Starting with the first line of the records, write out each line exactly until you have included the line containing "let mut layout_ids".

**Stored data**
==*==
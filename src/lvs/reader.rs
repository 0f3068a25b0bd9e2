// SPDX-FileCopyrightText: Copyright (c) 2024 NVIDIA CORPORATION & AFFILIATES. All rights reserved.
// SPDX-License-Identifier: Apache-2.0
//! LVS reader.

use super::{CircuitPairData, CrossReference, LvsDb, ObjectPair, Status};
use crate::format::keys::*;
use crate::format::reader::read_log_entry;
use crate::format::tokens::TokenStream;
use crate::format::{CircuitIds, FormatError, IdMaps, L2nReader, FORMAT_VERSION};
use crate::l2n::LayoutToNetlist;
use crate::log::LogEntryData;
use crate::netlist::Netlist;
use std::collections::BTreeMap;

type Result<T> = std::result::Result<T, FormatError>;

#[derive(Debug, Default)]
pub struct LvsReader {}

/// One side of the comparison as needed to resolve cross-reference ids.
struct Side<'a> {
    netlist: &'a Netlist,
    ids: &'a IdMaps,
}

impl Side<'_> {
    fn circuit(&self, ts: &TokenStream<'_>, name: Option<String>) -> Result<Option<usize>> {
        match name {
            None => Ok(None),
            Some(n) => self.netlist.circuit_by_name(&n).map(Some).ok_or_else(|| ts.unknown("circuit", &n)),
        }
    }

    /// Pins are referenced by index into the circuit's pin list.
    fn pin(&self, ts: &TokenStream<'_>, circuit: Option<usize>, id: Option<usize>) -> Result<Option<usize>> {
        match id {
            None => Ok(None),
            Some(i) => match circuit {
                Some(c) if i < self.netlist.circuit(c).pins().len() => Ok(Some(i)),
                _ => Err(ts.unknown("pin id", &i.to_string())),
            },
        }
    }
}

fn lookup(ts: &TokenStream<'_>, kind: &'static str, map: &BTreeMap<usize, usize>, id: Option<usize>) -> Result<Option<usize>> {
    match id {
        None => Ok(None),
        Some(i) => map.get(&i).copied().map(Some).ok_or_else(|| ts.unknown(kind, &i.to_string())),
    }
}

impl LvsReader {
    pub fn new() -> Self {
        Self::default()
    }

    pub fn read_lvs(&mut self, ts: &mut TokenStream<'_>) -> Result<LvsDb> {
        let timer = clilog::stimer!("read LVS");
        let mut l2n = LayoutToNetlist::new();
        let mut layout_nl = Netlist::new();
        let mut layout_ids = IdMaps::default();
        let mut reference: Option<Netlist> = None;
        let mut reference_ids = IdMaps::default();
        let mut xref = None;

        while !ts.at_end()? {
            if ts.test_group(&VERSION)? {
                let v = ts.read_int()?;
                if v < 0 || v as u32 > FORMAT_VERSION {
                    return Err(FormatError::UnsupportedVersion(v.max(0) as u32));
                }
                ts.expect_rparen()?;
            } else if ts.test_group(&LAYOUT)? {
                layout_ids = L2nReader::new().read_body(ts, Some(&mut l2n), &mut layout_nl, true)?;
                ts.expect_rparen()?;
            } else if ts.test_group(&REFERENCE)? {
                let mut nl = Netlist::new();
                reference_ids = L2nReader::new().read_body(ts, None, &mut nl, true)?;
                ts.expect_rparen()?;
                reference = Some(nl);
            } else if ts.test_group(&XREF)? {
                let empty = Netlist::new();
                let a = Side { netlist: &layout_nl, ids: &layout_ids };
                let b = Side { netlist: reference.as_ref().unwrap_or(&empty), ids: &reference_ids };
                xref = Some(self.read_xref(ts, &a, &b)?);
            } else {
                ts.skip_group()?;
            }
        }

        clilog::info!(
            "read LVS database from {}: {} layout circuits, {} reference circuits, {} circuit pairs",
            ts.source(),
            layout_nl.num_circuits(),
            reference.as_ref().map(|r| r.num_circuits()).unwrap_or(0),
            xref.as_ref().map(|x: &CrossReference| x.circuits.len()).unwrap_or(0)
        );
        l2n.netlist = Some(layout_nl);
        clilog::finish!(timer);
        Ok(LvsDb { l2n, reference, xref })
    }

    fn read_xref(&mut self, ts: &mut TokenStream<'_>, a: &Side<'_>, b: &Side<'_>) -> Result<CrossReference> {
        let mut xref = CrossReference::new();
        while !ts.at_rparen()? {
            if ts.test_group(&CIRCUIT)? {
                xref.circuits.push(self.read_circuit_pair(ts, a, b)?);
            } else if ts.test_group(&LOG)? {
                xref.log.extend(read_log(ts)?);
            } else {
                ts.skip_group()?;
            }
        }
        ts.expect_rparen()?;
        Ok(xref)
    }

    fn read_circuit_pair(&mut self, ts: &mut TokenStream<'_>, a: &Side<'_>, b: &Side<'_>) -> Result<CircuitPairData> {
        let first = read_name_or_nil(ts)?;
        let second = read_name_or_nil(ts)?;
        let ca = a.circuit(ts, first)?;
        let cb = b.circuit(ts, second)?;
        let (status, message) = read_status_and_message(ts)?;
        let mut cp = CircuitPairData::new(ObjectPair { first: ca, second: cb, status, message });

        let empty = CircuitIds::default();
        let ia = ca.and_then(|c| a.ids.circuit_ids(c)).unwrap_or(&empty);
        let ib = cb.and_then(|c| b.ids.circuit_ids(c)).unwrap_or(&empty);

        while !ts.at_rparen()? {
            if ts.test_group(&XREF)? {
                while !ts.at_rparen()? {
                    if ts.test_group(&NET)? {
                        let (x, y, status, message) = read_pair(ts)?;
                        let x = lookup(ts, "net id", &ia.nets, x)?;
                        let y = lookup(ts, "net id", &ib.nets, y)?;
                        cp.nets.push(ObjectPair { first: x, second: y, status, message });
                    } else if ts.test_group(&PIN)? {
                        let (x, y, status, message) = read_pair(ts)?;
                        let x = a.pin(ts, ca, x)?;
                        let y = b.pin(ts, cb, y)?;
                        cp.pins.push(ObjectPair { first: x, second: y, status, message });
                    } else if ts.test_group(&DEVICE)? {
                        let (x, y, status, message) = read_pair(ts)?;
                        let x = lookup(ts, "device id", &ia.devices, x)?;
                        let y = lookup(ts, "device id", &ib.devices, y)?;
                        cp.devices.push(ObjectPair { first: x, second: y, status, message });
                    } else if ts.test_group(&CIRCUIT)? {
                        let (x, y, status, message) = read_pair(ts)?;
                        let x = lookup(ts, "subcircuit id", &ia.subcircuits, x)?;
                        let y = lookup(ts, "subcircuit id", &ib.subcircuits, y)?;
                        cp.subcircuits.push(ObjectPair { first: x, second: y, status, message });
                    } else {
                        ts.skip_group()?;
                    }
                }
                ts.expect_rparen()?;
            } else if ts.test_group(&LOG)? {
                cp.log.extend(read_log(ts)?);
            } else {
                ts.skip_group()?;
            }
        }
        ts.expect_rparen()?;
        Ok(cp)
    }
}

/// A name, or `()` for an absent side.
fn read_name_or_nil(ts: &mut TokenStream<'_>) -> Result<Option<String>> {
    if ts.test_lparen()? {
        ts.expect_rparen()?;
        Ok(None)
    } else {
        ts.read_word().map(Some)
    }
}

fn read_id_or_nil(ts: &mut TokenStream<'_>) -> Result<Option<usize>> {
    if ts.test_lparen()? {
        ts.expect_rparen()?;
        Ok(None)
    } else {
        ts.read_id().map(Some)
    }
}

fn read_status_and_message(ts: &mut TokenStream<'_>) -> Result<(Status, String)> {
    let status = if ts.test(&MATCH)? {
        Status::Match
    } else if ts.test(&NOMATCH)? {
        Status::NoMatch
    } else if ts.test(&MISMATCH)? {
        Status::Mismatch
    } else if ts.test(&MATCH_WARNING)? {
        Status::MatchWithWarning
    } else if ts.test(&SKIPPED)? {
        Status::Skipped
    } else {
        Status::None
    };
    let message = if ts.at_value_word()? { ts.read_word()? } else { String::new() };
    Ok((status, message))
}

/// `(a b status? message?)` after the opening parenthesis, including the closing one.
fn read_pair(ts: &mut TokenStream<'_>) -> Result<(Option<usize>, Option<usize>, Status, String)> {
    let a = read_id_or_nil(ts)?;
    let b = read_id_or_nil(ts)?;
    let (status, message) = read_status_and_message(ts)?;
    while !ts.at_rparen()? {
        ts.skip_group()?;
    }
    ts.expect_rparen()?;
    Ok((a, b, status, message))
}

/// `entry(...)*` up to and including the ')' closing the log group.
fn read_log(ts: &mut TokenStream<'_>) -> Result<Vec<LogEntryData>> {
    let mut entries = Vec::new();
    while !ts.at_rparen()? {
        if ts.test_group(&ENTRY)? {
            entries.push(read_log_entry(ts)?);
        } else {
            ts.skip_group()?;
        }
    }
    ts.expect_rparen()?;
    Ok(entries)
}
==*==
**Final answer**
filename src/lvs/reader.rs
repository 0f3068a25b0bd9e2
// SPDX-FileCopyrightText: Copyright (c) 2024 NVIDIA CORPORATION & AFFILIATES. All rights reserved.
// SPDX-License-Identifier: Apache-2.0
//! LVS reader.

use super::{CircuitPairData, CrossReference, LvsDb, ObjectPair, Status};
use crate::format::keys::*;
use crate::format::reader::read_log_entry;
use crate::format::tokens::TokenStream;
use crate::format::{CircuitIds, FormatError, IdMaps, L2nReader, FORMAT_VERSION};
use crate::l2n::LayoutToNetlist;
use crate::log::LogEntryData;
use crate::netlist::Netlist;
use std::collections::BTreeMap;

type Result<T> = std::result::Result<T, FormatError>;

#[derive(Debug, Default)]
pub struct LvsReader {}

/// One side of the comparison as needed to resolve cross-reference ids.
struct Side<'a> {
    netlist: &'a Netlist,
    ids: &'a IdMaps,
}

impl Side<'_> {
    fn circuit(&self, ts: &TokenStream<'_>, name: Option<String>) -> Result<Option<usize>> {
        match name {
            None => Ok(None),
            Some(n) => self.netlist.circuit_by_name(&n).map(Some).ok_or_else(|| ts.unknown("circuit", &n)),
        }
    }

    /// Pins are referenced by index into the circuit's pin list.
    fn pin(&self, ts: &TokenStream<'_>, circuit: Option<usize>, id: Option<usize>) -> Result<Option<usize>> {
        match id {
            None => Ok(None),
            Some(i) => match circuit {
                Some(c) if i < self.netlist.circuit(c).pins().len() => Ok(Some(i)),
                _ => Err(ts.unknown("pin id", &i.to_string())),
            },
        }
    }
}

fn lookup(ts: &TokenStream<'_>, kind: &'static str, map: &BTreeMap<usize, usize>, id: Option<usize>) -> Result<Option<usize>> {
    match id {
        None => Ok(None),
        Some(i) => map.get(&i).copied().map(Some).ok_or_else(|| ts.unknown(kind, &i.to_string())),
    }
}

impl LvsReader {
    pub fn new() -> Self {
        Self::default()
    }

    pub fn read_lvs(&mut self, ts: &mut TokenStream<'_>) -> Result<LvsDb> {
        let timer = clilog::stimer!("read LVS");
        let mut l2n = LayoutToNetlist::new();
        let mut layout_nl = Netlist::new();
        let mut layout_ids = IdMaps::default();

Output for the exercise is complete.